* [Task material]:
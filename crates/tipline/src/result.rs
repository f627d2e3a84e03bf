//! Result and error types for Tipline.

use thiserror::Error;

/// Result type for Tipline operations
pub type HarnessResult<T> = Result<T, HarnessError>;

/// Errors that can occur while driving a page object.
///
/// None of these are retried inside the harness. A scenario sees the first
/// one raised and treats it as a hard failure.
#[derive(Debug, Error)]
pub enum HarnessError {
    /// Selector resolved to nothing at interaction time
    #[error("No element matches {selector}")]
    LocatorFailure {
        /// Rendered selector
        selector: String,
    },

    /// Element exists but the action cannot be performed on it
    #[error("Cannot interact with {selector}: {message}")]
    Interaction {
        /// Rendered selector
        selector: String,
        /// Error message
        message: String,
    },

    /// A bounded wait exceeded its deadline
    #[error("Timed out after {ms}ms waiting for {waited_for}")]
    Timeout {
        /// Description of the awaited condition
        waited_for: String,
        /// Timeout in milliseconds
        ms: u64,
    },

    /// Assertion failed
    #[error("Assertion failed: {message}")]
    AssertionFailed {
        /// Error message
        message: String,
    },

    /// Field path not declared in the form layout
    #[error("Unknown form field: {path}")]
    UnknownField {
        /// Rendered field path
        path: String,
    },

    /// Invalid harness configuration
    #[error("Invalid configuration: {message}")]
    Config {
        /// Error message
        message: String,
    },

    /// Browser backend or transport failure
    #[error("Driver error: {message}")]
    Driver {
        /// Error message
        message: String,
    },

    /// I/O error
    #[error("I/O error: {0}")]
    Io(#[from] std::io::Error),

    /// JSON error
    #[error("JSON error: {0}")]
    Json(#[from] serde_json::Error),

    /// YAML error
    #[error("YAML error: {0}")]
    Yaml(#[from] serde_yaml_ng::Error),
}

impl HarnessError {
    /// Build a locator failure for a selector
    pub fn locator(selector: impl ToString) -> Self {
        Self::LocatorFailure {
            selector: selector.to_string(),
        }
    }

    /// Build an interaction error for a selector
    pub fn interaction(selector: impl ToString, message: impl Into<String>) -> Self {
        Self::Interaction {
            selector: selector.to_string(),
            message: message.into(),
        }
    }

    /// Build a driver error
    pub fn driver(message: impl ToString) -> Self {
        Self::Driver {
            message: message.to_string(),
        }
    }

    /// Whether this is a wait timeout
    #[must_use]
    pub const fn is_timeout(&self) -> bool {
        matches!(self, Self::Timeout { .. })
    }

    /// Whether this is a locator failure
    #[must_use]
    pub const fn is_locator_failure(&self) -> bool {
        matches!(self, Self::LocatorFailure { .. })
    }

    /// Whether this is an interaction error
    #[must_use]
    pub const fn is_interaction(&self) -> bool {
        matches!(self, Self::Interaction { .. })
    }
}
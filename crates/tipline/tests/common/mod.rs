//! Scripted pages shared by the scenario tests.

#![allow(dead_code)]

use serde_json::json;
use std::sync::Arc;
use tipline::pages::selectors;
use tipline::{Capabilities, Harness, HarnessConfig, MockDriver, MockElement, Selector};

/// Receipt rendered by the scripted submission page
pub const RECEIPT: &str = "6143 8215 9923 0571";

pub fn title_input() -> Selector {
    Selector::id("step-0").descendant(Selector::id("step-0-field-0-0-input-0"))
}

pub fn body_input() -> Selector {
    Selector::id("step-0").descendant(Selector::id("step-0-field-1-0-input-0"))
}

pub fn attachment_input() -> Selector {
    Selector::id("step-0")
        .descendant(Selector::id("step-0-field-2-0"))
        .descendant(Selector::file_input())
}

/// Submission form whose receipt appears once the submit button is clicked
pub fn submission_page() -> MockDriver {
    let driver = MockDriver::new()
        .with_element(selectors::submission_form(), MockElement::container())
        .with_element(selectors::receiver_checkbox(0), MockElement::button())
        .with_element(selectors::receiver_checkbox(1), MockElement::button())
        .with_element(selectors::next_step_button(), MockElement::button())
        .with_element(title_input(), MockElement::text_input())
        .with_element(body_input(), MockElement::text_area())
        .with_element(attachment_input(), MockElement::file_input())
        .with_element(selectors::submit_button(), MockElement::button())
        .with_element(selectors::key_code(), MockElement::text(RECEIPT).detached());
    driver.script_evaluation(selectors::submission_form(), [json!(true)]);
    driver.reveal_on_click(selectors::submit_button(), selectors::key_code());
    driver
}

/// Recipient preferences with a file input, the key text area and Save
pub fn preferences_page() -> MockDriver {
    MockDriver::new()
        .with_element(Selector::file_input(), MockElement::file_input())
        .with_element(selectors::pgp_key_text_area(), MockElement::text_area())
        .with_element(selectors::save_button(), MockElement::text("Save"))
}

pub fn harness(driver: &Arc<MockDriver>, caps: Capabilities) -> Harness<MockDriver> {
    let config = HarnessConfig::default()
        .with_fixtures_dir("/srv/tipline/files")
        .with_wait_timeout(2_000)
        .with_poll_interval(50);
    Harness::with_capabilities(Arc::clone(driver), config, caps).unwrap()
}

* [Aim of the exercise]:
Using the data above, print every record exactly as shown.

* [Solution for this task]:
filename crates/tipline/src/result.rs
repository f627d2e3a84e03bf
//! Result and error types for Tipline.

use thiserror::Error;

/// Result type for Tipline operations
pub type HarnessResult<T> = Result<T, HarnessError>;

/// Errors that can occur while driving a page object.
///
/// None of these are retried inside the harness. A scenario sees the first
/// one raised and treats it as a hard failure.
#[derive(Debug, Error)]
pub enum HarnessError {
    /// Selector resolved to nothing at interaction time
    #[error("No element matches {selector}")]
    LocatorFailure {
        /// Rendered selector
        selector: String,
    },

    /// Element exists but the action cannot be performed on it
    #[error("Cannot interact with {selector}: {message}")]
    Interaction {
        /// Rendered selector
        selector: String,
        /// Error message
        message: String,
    },

    /// A bounded wait exceeded its deadline
    #[error("Timed out after {ms}ms waiting for {waited_for}")]
    Timeout {
        /// Description of the awaited condition
        waited_for: String,
        /// Timeout in milliseconds
        ms: u64,
    },

    /// Assertion failed
    #[error("Assertion failed: {message}")]
    AssertionFailed {
        /// Error message
        message: String,
    },

    /// Field path not declared in the form layout
    #[error("Unknown form field: {path}")]
    UnknownField {
        /// Rendered field path
        path: String,
    },

    /// Invalid harness configuration
    #[error("Invalid configuration: {message}")]
    Config {
        /// Error message
        message: String,
    },

    /// Browser backend or transport failure
    #[error("Driver error: {message}")]
    Driver {
        /// Error message
        message: String,
    },

    /// I/O error
    #[error("I/O error: {0}")]
    Io(#[from] std::io::Error),

    /// JSON error
    #[error("JSON error: {0}")]
    Json(#[from] serde_json::Error),

    /// YAML error
    #[error("YAML error: {0}")]
    Yaml(#[from] serde_yaml_ng::Error),
}

impl HarnessError {
    /// Build a locator failure for a selector
    pub fn locator(selector: impl ToString) -> Self {
        Self::LocatorFailure {
            selector: selector.to_string(),
        }
    }

    /// Build an interaction error for a selector
    pub fn interaction(selector: impl ToString, message: impl Into<String>) -> Self {
        Self::Interaction {
            selector: selector.to_string(),
            message: message.into(),
        }
    }

    /// Build a driver error
    pub fn driver(message: impl ToString) -> Self {
        Self::Driver {
            message: message.to_string(),
        }
    }

    /// Whether this is a wait timeout
    #[must_use]
    pub const fn is_timeout(&self) -> bool {
        matches!(self, Self::Timeout { .. })
    }

    /// Whether this is a locator failure
    #[must_use]
    pub const fn is_locator_failure(&self) -> bool {
        matches!(self, Self::LocatorFailure { .. })
    }

    /// Whether this is an interaction error
    #[must_use]
    pub const fn is_interaction(&self) -> bool {
        matches!(self, Self::Interaction { .. })
    }
}
filename crates/tipline/tests/common/mod.rs
//! Scripted pages shared by the scenario tests.

#![allow(dead_code)]

use serde_json::json;
use std::sync::Arc;
use tipline::pages::selectors;
use tipline::{Capabilities, Harness, HarnessConfig, MockDriver, MockElement, Selector};

/// Receipt rendered by the scripted submission page
pub const RECEIPT: &str = "6143 8215 9923 0571";

pub fn title_input() -> Selector {
    Selector::id("step-0").descendant(Selector::id("step-0-field-0-0-input-0"))
}

pub fn body_input() -> Selector {
    Selector::id("step-0").descendant(Selector::id("step-0-field-1-0-input-0"))
}

pub fn attachment_input() -> Selector {
    Selector::id("step-0")
        .descendant(Selector::id("step-0-field-2-0"))
        .descendant(Selector::file_input())
}

/// Submission form whose receipt appears once the submit button is clicked
pub fn submission_page() -> MockDriver {
    let driver = MockDriver::new()
        .with_element(selectors::submission_form(), MockElement::container())
        .with_element(selectors::receiver_checkbox(0), MockElement::button())
        .with_element(selectors::receiver_checkbox(1), MockElement::button())
        .with_element(selectors::next_step_button(), MockElement::button())
        .with_element(title_input(), MockElement::text_input())
        .with_element(body_input(), MockElement::text_area())
        .with_element(attachment_input(), MockElement::file_input())
        .with_element(selectors::submit_button(), MockElement::button())
        .with_element(selectors::key_code(), MockElement::text(RECEIPT).detached());
    driver.script_evaluation(selectors::submission_form(), [json!(true)]);
    driver.reveal_on_click(selectors::submit_button(), selectors::key_code());
    driver
}

/// Recipient preferences with a file input, the key text area and Save
pub fn preferences_page() -> MockDriver {
    MockDriver::new()
        .with_element(Selector::file_input(), MockElement::file_input())
        .with_element(selectors::pgp_key_text_area(), MockElement::text_area())
        .with_element(selectors::save_button(), MockElement::text("Save"))
}

pub fn harness(driver: &Arc<MockDriver>, caps: Capabilities) -> Harness<MockDriver> {
    let config = HarnessConfig::default()
        .with_fixtures_dir("/srv/tipline/files")
        .with_wait_timeout(2_000)
        .with_poll_interval(50);
    Harness::with_capabilities(Arc::clone(driver), config, caps).unwrap()
}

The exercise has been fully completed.